• _Work to complete_: In the records below, some lines hold the word "fresh". Copy each of those lines.

• _Data records_:
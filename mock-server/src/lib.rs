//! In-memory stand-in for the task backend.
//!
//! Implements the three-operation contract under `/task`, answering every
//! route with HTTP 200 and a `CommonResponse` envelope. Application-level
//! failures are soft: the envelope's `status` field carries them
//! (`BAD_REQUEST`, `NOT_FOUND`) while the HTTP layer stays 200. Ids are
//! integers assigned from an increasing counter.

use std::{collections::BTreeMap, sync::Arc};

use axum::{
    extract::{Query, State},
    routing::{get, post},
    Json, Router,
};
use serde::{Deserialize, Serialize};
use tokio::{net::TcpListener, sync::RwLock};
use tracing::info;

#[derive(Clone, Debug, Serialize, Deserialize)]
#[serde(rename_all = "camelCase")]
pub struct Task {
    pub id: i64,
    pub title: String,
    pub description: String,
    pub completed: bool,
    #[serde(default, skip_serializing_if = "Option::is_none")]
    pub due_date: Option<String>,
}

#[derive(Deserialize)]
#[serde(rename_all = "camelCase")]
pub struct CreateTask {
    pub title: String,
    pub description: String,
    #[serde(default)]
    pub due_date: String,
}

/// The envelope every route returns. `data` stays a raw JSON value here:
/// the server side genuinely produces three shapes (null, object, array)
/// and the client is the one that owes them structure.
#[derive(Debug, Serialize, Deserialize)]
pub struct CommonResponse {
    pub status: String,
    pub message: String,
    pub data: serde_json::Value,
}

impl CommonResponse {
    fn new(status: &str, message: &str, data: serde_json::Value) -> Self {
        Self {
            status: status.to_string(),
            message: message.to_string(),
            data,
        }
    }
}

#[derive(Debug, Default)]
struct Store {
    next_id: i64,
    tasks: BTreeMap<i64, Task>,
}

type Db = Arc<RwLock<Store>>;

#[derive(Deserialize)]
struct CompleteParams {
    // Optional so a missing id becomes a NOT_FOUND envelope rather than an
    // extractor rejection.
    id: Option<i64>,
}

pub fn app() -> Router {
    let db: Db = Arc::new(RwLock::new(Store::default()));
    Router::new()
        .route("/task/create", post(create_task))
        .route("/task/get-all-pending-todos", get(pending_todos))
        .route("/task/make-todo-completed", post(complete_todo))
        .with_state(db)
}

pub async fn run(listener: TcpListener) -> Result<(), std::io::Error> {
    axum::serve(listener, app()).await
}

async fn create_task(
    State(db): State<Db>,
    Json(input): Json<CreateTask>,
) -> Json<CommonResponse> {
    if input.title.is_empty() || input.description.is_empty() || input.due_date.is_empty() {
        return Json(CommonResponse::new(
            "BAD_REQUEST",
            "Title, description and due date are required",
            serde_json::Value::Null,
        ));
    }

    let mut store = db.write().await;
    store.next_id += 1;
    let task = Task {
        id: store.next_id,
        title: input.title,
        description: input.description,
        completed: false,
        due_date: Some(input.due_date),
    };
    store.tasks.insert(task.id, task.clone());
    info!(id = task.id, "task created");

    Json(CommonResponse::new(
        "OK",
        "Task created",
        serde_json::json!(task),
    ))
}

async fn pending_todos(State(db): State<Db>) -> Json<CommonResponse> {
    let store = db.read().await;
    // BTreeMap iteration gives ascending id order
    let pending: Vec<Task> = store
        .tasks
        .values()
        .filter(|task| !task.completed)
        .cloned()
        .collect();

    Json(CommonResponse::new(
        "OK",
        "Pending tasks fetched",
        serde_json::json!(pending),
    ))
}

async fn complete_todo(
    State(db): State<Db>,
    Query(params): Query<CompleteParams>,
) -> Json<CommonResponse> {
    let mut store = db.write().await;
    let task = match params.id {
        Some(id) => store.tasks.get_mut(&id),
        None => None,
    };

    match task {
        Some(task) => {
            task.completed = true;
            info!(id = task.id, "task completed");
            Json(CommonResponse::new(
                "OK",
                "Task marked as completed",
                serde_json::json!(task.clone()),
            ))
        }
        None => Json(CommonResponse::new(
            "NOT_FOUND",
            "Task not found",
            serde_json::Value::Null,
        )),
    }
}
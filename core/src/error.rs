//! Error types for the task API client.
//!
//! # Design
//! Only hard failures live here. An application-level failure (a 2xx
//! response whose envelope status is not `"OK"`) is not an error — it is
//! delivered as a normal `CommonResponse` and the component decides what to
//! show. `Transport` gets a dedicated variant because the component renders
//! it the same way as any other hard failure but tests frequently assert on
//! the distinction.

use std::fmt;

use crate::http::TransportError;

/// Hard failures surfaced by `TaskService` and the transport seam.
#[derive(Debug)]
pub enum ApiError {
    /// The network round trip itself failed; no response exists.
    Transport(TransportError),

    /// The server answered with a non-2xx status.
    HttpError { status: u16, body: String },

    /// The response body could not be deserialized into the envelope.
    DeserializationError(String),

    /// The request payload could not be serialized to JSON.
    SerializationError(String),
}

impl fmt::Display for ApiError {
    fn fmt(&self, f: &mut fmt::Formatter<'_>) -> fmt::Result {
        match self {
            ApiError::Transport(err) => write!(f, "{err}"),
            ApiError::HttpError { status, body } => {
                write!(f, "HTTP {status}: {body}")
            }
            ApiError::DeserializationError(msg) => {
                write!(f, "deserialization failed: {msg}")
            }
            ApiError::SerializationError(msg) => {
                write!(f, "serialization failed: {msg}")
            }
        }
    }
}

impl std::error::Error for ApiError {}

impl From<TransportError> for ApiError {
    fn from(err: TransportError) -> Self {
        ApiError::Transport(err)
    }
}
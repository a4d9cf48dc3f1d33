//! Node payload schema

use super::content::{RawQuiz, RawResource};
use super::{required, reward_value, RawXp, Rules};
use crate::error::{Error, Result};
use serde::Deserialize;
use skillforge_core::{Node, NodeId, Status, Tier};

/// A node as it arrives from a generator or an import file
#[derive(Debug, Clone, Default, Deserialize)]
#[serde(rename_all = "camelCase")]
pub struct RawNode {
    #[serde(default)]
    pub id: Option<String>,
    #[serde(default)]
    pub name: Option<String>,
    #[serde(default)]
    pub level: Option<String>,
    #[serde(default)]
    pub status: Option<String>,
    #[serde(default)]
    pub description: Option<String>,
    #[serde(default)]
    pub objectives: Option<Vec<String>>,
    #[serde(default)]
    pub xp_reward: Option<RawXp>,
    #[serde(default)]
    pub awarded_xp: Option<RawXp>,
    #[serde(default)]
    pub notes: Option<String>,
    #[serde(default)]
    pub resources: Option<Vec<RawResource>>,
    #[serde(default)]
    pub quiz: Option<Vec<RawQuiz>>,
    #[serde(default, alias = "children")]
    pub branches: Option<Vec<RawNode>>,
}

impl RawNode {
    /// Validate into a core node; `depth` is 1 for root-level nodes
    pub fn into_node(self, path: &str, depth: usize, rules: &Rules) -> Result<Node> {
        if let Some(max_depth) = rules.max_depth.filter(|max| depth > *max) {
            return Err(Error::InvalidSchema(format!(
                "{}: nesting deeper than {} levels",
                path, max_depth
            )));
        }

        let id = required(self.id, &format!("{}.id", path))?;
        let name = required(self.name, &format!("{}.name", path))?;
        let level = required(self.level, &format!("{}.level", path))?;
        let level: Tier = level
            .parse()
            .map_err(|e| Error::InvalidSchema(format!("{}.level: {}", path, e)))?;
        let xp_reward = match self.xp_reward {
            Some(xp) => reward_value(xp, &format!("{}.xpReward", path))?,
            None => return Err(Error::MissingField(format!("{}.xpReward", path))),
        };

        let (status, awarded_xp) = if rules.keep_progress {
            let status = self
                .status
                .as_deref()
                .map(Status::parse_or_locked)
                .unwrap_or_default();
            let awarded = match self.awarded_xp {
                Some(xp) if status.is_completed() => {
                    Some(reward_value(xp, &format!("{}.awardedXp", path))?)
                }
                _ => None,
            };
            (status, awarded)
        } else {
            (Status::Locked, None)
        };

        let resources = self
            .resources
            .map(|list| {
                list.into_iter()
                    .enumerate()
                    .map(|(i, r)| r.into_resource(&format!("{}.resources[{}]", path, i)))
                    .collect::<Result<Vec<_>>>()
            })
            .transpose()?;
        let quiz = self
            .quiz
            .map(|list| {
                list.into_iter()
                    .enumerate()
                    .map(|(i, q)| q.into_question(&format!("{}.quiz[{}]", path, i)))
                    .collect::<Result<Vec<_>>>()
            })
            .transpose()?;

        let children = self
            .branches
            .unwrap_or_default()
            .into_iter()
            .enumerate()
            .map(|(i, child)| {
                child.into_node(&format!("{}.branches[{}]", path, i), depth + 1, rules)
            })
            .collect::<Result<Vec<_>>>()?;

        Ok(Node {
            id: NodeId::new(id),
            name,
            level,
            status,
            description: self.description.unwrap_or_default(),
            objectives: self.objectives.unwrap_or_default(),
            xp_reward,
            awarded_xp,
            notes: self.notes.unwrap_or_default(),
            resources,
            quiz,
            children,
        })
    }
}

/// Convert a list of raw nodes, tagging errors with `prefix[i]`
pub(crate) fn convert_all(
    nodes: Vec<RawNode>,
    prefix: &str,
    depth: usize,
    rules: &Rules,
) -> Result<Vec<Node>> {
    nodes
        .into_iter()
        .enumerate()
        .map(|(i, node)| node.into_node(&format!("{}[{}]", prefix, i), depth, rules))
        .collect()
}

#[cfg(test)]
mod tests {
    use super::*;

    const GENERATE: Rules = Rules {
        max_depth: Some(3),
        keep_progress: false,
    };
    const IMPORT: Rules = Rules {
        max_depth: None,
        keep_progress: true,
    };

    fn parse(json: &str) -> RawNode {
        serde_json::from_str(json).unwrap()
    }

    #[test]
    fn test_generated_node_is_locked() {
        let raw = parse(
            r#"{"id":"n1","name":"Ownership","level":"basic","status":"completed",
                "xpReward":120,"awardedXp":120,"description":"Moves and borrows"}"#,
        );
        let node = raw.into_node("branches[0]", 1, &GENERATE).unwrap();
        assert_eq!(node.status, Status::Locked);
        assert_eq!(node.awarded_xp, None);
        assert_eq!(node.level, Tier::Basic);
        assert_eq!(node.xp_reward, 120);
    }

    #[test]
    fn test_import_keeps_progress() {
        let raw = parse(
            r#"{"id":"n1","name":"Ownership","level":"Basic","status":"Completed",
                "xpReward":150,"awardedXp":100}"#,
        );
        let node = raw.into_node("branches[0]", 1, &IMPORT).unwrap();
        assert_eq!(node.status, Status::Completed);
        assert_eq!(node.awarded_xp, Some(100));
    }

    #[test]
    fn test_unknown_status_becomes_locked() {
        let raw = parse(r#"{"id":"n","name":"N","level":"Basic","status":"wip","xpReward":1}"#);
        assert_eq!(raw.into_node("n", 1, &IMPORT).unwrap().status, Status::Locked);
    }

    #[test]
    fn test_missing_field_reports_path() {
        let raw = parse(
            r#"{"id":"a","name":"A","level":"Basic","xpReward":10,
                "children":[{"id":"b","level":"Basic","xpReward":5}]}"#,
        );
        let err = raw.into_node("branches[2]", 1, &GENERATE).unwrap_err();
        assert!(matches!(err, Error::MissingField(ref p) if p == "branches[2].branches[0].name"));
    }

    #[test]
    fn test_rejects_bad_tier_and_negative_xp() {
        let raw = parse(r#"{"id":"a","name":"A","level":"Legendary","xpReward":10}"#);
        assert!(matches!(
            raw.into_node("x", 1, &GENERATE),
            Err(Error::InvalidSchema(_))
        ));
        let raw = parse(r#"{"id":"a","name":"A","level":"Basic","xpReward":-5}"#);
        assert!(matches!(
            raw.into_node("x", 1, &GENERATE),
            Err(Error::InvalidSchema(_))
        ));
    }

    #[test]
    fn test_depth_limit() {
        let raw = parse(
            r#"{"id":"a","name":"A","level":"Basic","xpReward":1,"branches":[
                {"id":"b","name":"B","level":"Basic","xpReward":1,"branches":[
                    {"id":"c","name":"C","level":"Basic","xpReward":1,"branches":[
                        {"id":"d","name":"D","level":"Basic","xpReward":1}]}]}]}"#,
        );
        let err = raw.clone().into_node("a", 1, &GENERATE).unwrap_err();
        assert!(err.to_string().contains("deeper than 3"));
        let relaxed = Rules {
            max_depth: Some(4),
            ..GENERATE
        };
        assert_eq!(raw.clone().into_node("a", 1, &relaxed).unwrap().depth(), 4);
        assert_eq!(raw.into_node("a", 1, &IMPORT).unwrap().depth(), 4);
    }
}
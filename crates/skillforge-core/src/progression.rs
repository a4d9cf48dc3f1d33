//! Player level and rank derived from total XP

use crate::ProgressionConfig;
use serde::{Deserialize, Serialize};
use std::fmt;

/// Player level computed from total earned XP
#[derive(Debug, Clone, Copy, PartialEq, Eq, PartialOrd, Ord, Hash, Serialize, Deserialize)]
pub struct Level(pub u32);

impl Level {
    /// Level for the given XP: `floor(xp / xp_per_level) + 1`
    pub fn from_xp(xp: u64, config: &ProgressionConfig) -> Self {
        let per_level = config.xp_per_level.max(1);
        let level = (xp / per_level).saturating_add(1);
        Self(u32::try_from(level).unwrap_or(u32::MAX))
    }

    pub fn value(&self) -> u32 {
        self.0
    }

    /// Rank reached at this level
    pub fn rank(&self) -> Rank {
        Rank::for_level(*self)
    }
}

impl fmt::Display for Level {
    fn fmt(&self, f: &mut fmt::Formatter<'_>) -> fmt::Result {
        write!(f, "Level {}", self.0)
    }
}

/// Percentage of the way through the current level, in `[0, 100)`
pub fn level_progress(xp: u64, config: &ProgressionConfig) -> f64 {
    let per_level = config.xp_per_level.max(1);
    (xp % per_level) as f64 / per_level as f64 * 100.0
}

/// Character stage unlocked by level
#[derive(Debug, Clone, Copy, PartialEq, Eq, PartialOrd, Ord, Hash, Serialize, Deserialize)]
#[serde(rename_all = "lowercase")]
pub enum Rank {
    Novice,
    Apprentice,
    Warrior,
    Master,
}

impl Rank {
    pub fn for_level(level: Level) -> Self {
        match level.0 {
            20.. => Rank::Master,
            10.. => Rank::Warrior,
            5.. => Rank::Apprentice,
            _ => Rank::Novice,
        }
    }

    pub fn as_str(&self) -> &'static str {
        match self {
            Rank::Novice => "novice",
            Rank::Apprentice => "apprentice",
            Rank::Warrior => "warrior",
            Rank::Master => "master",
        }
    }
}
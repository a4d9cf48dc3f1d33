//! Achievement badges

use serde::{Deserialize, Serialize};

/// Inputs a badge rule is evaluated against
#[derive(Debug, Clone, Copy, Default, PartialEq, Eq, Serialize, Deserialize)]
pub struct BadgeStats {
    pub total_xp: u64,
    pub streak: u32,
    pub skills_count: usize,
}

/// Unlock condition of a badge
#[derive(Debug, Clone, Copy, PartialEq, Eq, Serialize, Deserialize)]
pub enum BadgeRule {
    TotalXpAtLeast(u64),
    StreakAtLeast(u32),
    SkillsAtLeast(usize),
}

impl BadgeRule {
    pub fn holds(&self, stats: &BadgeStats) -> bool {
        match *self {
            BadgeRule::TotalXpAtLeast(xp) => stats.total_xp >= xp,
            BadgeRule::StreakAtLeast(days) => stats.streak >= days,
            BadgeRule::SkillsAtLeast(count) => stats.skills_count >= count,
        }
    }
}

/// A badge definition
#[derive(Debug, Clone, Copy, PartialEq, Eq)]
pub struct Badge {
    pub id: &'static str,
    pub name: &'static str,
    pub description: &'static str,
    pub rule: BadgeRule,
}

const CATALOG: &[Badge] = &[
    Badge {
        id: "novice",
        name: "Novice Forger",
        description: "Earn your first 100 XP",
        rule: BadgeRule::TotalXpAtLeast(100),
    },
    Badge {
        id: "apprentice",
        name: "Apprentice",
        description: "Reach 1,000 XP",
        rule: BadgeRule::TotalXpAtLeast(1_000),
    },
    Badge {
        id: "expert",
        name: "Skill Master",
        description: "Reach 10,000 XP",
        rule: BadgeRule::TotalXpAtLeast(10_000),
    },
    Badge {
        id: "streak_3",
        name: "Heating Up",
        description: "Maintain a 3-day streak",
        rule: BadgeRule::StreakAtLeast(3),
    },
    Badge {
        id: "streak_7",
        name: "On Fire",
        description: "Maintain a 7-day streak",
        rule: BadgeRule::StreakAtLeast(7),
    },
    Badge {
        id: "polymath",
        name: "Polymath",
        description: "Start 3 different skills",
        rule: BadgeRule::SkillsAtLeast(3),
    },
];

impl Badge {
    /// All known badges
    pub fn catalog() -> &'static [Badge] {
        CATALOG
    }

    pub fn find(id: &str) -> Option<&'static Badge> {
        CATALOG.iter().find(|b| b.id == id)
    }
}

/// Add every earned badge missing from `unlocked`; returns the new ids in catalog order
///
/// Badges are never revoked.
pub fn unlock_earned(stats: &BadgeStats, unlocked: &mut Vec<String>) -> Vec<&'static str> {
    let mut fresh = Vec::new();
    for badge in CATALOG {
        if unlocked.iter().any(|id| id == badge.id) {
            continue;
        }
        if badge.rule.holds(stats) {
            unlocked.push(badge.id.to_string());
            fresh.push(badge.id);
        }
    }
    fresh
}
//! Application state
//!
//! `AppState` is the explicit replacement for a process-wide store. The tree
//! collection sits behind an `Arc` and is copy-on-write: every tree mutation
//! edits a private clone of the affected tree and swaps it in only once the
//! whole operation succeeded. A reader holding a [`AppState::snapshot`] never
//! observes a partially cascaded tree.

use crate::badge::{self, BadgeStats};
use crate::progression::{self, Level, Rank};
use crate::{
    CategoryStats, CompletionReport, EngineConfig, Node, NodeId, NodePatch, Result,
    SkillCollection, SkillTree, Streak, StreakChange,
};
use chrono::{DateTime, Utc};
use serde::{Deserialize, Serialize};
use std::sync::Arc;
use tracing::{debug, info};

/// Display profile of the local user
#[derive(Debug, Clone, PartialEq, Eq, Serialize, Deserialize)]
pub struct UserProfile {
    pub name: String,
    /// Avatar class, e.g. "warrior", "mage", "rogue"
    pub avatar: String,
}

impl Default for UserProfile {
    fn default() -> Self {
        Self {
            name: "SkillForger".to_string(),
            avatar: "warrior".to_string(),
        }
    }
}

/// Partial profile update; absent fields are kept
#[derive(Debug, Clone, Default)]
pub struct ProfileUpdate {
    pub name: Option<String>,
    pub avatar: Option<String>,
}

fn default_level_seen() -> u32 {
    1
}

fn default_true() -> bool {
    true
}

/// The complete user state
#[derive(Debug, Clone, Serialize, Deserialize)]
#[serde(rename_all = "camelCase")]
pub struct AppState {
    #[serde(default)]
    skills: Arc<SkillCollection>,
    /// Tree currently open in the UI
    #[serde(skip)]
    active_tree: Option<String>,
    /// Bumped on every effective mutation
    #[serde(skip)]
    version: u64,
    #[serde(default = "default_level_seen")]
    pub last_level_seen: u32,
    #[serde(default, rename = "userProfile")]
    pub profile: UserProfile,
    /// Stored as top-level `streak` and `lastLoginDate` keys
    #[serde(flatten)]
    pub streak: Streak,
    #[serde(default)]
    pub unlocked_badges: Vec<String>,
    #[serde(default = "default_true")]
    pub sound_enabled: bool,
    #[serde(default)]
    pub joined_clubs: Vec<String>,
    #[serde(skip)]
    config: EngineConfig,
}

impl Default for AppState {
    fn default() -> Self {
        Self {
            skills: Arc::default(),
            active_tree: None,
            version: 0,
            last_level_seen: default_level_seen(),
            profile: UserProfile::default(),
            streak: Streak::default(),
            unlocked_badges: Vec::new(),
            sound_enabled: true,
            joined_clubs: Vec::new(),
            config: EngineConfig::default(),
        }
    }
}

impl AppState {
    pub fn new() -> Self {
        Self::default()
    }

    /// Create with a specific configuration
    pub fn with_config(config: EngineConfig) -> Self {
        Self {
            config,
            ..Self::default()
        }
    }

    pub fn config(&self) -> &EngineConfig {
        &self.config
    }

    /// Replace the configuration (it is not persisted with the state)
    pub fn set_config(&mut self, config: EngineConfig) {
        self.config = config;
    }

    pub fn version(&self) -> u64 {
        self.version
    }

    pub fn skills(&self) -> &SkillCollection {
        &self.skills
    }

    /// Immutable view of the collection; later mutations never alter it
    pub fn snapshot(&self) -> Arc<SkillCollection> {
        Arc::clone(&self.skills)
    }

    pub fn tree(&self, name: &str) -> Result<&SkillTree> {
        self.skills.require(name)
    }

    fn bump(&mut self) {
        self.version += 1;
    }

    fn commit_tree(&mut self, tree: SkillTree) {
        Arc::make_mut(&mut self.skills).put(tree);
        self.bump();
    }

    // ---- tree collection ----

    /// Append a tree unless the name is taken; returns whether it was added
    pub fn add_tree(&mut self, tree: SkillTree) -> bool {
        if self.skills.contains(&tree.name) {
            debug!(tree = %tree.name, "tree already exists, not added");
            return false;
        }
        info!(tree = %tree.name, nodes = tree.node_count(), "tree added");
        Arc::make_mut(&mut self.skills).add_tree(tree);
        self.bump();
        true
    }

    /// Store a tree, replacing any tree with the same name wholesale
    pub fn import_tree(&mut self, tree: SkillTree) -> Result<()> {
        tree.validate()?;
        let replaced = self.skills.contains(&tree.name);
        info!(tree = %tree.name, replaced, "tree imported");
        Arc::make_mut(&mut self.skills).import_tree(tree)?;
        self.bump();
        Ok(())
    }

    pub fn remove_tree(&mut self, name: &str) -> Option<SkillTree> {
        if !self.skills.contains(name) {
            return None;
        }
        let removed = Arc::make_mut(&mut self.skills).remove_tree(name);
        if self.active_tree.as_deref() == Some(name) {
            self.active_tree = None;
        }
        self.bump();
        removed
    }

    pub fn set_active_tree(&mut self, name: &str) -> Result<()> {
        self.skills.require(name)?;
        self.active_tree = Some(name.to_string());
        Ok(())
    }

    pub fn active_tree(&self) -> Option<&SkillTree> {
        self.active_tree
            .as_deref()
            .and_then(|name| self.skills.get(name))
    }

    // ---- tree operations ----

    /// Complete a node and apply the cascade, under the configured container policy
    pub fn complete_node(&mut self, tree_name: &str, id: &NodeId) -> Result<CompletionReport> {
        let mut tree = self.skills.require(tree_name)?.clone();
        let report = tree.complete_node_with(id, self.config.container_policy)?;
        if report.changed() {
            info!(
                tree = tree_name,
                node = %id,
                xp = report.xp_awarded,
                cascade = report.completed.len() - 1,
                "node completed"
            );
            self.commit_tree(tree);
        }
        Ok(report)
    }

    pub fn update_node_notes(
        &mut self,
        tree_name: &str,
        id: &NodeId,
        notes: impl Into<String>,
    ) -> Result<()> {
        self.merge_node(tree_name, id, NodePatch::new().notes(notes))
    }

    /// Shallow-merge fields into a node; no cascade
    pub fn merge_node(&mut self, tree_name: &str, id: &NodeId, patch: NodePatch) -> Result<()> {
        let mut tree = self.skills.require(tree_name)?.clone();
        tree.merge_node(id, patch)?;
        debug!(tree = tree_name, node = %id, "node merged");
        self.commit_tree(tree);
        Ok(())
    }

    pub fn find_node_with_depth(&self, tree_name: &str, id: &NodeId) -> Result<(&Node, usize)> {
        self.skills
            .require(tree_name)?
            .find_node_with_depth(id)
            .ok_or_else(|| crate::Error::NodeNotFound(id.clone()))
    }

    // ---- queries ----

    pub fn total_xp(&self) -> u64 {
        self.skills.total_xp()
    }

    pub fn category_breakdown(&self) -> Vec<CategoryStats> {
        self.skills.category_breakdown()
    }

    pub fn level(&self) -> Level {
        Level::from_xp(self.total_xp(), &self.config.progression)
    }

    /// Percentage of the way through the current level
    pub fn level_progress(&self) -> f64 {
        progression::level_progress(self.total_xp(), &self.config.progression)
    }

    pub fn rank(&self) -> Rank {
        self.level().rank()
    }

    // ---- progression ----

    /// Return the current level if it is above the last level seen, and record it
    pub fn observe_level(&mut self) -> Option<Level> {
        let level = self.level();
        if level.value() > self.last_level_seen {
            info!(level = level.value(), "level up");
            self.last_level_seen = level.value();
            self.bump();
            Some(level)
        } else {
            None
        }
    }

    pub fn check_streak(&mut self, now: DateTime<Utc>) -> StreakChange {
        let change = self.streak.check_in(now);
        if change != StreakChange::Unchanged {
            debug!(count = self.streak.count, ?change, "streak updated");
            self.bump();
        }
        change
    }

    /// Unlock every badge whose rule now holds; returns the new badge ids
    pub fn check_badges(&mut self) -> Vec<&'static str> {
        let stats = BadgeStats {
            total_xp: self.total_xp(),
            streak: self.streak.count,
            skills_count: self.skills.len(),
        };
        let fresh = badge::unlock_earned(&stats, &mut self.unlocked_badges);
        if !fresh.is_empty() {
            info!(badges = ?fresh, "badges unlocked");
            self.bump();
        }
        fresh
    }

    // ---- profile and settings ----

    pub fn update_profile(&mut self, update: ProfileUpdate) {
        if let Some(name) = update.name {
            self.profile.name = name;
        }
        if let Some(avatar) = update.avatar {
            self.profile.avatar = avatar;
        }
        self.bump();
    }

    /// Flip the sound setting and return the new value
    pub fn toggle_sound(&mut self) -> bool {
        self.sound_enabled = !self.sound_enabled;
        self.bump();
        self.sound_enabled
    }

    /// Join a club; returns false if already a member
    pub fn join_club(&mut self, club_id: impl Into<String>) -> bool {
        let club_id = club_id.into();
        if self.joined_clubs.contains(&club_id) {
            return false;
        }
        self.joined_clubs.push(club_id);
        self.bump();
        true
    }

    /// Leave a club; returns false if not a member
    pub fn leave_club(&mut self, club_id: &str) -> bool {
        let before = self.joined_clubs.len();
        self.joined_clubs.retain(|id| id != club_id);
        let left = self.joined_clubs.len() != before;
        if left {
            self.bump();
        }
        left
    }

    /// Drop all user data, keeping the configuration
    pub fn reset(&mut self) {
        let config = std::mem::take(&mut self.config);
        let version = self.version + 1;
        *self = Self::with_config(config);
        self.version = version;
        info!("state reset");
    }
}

• _Task solution_:
    let mut fresh = Vec::new();
            fresh.push(badge.id);
    fresh
        let fresh = badge::unlock_earned(&stats, &mut self.unlocked_badges);
        if !fresh.is_empty() {
            info!(badges = ?fresh, "badges unlocked");
        fresh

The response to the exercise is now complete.